Decreased MMP-2 expression by synovial lining cells in zymosan-induced arthritis (ZIA) joints of MIF -/- mice. (a–c) Alkaline phosphatase staining of MMP-2 (red) was performed on frozen ZIA joint sections. MMP-2 expression was decreased in synovial lining cells, which are composed of macrophages and fibroblasts, of MIF -/- (a) compared with WT (b) mice. Irrelevant immunoglobulin G was used as the negative control (c) (400×).

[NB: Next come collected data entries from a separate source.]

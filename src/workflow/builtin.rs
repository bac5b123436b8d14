//! Builtin workflow tiers embedded in the binary.
//!
//! Two tiers live here: the builtin table (YAML documents compiled into the
//! binary, consulted when the bundle tier fails) and the hardcoded defaults
//! (definitions constructed in code, the last resort of the chain).

use std::collections::HashMap;

use lazy_static::lazy_static;

use crate::constants::{DEFAULT_AGENT, DEFAULT_AID};
use crate::workflow::types::{Workflow, WorkflowDefinition, WorkflowStep};

/// Embedded YAML for the `create-aid` workflow.
pub const CREATE_AID_YAML: &str = include_str!("../../assets/workflows/create-aid.yaml");

/// Embedded YAML for the `onboard-user` workflow.
pub const ONBOARD_USER_YAML: &str = include_str!("../../assets/workflows/onboard-user.yaml");

lazy_static! {
    static ref BUILTIN_WORKFLOWS: HashMap<&'static str, &'static str> = {
        let mut table = HashMap::new();
        table.insert("create-aid", CREATE_AID_YAML);
        table.insert("onboard-user", ONBOARD_USER_YAML);
        table
    };
}

/// Look up the embedded YAML source for a builtin workflow by exact name.
pub fn builtin_workflow_source(name: &str) -> Option<&'static str> {
    BUILTIN_WORKFLOWS.get(name).copied()
}

/// Names available from the builtin table.
pub fn builtin_workflow_names() -> Vec<String> {
    let mut names: Vec<String> = BUILTIN_WORKFLOWS.keys().map(|n| n.to_string()).collect();
    names.sort();
    names
}

/// Hardcoded definition for known names; the final tier of the chain.
///
/// Unknown names yield `None`, which the resolver reports as an absent
/// workflow rather than an error.
pub fn fallback_workflow(name: &str) -> Option<WorkflowDefinition> {
    match name {
        "create-aid" => {
            let mut steps = indexmap::IndexMap::new();
            let mut create_client = WorkflowStep::new("create_client", "create_client");
            create_client.agent_name = Some(DEFAULT_AGENT.to_string());
            steps.insert("create_client".to_string(), create_client);

            let mut create_aid = WorkflowStep::new("create_aid", "create_aid");
            create_aid.agent_name = Some(DEFAULT_AGENT.to_string());
            create_aid.aid = Some(DEFAULT_AID.to_string());
            steps.insert("create_aid".to_string(), create_aid);

            Some(WorkflowDefinition {
                workflow: Workflow { steps },
            })
        }
        "client-boot" => {
            let mut steps = indexmap::IndexMap::new();
            let mut create_client = WorkflowStep::new("create_client", "create_client");
            create_client.agent_name = Some(DEFAULT_AGENT.to_string());
            steps.insert("create_client".to_string(), create_client);

            Some(WorkflowDefinition {
                workflow: Workflow { steps },
            })
        }
        _ => None,
    }
}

Black arrows indicate synovial lining cells stained for MMP-2. (d–f) The average percentage of cells stained for MMP-2. The mean percentage of MMP-2 expression ± standard error of the mean (SEM) is shown; *P < 0.05. (d) Synovial lining cells showed enhanced MMP-2 expression in WT compared with MIF -/- mice. (e) Similarly, MMP-2 was upregulated on sublining nonlymphoid mononuclear cells. (f) ECs showed a trend towards MMP-2 upregulation in WT mice ZIA joints, although the difference was not significant (n = 5, where n = number of animals in each group). EC, endothelial cell; MIF -/-, macrophage migration inhibitory factor gene-deficient; MMP, matrix metalloproteinase; WT, wild-type.